# Directions
Only the lines from the one containing "repository 11f71c8b99472838" through the one containing "are recorded at" should be printed, exactly as they appear below, with both ends included.

[Records from a dataset]
<<<<
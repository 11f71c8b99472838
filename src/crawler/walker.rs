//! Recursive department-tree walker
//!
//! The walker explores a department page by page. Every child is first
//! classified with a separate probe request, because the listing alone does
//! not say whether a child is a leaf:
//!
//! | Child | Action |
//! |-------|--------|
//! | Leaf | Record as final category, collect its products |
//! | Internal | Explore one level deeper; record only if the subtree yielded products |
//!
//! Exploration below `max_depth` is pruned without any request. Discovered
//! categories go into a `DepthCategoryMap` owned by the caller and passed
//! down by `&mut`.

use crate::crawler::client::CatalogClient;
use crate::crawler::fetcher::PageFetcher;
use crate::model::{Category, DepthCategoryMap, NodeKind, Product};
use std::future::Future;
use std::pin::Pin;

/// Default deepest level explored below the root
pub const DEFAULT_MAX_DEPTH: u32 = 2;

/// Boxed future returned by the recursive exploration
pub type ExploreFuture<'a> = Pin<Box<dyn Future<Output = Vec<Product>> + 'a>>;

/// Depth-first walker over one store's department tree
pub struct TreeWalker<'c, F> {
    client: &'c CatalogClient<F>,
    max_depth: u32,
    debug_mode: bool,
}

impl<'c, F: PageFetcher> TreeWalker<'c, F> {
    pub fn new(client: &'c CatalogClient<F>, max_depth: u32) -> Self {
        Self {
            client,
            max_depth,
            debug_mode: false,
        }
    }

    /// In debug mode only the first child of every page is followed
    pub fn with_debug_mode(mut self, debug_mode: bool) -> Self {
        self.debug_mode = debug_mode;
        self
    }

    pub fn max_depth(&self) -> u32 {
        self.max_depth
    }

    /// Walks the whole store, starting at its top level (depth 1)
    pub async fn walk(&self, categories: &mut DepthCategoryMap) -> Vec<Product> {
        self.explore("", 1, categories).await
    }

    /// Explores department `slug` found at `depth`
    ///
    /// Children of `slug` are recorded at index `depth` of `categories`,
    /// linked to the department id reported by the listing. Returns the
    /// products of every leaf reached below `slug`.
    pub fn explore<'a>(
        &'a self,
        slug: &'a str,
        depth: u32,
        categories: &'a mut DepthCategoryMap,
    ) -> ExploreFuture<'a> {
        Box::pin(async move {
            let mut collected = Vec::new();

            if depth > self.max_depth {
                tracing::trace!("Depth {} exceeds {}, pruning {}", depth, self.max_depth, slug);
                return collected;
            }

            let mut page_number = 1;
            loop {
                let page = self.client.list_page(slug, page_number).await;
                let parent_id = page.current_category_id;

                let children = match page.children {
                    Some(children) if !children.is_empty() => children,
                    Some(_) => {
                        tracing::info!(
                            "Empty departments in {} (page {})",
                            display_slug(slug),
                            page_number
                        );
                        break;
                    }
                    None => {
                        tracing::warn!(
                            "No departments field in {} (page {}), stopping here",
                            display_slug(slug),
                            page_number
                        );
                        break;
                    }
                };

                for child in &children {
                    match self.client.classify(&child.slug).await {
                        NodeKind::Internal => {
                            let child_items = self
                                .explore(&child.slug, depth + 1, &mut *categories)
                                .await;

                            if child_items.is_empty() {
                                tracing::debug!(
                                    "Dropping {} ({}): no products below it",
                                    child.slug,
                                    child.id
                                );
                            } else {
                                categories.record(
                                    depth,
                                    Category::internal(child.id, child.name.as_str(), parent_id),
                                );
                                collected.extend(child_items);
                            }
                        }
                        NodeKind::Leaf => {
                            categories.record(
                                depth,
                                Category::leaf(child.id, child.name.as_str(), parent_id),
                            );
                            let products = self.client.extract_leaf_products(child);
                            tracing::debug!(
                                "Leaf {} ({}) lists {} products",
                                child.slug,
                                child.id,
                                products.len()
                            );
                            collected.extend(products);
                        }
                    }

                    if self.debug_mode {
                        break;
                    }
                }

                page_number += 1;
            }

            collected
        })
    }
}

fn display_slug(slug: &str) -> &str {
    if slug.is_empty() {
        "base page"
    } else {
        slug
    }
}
>>>>
<<<<
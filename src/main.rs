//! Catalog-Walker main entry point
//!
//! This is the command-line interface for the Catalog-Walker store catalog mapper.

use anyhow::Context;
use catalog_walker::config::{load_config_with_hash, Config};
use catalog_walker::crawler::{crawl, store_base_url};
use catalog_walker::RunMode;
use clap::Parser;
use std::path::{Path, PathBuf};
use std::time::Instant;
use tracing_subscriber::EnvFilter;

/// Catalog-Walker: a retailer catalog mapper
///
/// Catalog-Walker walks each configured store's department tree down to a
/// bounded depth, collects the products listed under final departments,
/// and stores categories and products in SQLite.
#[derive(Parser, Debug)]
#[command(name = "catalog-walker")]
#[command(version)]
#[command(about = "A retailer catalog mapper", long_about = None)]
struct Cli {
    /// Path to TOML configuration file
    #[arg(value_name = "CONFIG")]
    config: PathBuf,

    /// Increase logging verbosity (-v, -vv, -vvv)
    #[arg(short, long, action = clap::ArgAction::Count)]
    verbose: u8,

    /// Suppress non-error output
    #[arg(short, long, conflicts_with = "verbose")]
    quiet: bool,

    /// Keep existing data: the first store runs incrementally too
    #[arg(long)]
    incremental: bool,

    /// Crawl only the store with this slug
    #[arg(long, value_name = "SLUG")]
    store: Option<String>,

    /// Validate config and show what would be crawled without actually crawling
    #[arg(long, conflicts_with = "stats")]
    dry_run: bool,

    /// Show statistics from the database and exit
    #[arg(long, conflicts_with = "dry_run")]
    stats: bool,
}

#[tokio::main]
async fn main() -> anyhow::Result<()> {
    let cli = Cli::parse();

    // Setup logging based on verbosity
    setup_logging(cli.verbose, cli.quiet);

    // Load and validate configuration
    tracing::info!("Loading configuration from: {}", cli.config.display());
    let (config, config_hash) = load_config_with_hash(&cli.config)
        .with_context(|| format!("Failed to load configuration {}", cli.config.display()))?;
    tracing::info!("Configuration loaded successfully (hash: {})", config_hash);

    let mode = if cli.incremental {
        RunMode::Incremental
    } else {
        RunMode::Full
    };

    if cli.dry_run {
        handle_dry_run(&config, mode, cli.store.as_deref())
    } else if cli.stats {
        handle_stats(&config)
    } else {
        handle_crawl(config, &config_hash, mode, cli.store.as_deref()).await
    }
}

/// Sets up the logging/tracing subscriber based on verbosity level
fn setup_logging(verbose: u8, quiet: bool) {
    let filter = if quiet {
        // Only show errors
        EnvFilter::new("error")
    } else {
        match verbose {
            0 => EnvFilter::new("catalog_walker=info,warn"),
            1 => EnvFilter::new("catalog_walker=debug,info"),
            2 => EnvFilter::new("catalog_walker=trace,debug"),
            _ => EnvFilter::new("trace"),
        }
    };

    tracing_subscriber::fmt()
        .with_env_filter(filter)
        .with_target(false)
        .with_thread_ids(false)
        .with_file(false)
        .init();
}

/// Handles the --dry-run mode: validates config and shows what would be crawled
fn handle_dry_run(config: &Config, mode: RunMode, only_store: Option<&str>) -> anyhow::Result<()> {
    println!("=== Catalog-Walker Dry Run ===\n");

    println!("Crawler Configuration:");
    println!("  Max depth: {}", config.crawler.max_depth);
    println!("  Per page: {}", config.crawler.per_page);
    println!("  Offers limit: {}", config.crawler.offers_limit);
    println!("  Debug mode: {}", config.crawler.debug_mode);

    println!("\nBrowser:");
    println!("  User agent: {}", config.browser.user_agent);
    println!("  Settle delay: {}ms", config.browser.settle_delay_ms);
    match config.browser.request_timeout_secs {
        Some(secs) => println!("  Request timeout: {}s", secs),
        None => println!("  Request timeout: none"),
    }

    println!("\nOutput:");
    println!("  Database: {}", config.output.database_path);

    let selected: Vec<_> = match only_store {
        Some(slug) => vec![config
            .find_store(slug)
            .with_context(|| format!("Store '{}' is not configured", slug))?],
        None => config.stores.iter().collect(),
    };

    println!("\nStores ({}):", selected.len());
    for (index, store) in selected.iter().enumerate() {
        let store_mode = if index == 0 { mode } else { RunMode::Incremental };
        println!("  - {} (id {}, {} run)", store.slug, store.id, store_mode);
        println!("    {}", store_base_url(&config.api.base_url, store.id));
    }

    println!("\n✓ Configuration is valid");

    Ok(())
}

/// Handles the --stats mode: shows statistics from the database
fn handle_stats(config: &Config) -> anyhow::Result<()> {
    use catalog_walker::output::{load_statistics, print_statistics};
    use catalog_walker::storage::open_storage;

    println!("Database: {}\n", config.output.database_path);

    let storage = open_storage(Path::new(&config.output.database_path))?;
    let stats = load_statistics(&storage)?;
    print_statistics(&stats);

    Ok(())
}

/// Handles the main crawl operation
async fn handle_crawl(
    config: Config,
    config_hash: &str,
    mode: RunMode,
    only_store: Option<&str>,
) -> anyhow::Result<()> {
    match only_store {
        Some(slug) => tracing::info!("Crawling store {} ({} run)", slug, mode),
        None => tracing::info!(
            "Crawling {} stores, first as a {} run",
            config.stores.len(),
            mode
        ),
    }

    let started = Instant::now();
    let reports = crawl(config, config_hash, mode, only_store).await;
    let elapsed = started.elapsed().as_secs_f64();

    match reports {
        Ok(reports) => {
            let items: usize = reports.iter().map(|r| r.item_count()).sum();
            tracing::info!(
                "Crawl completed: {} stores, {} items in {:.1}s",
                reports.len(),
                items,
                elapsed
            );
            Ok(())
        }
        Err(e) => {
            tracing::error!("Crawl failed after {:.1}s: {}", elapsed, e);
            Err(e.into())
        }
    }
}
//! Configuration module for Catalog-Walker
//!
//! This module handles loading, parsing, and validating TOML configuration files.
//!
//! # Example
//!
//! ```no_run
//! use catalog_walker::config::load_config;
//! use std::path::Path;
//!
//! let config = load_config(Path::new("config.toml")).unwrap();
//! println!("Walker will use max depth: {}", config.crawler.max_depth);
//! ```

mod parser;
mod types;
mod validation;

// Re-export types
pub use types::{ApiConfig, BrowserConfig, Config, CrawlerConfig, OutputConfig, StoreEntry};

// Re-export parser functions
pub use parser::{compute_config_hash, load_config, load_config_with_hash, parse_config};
>>>>
# Task output
repository 11f71c8b99472838
filename src/crawler/walker.rs
//! Recursive department-tree walker
//!
//! The walker explores a department page by page. Every child is first
//! classified with a separate probe request, because the listing alone does
//! not say whether a child is a leaf:
//!
//! | Child | Action |
//! |-------|--------|
//! | Leaf | Record as final category, collect its products |
//! | Internal | Explore one level deeper; record only if the subtree yielded products |
//!
//! Exploration below `max_depth` is pruned without any request. Discovered
//! categories go into a `DepthCategoryMap` owned by the caller and passed
//! down by `&mut`.

use crate::crawler::client::CatalogClient;
use crate::crawler::fetcher::PageFetcher;
use crate::model::{Category, DepthCategoryMap, NodeKind, Product};
use std::future::Future;
use std::pin::Pin;

/// Default deepest level explored below the root
pub const DEFAULT_MAX_DEPTH: u32 = 2;

/// Boxed future returned by the recursive exploration
pub type ExploreFuture<'a> = Pin<Box<dyn Future<Output = Vec<Product>> + 'a>>;

/// Depth-first walker over one store's department tree
pub struct TreeWalker<'c, F> {
    client: &'c CatalogClient<F>,
    max_depth: u32,
    debug_mode: bool,
}

impl<'c, F: PageFetcher> TreeWalker<'c, F> {
    pub fn new(client: &'c CatalogClient<F>, max_depth: u32) -> Self {
        Self {
            client,
            max_depth,
            debug_mode: false,
        }
    }

    /// In debug mode only the first child of every page is followed
    pub fn with_debug_mode(mut self, debug_mode: bool) -> Self {
        self.debug_mode = debug_mode;
        self
    }

    pub fn max_depth(&self) -> u32 {
        self.max_depth
    }

    /// Walks the whole store, starting at its top level (depth 1)
    pub async fn walk(&self, categories: &mut DepthCategoryMap) -> Vec<Product> {
        self.explore("", 1, categories).await
    }

    /// Explores department `slug` found at `depth`
    ///
    /// Children of `slug` are recorded at index `depth` of `categories`,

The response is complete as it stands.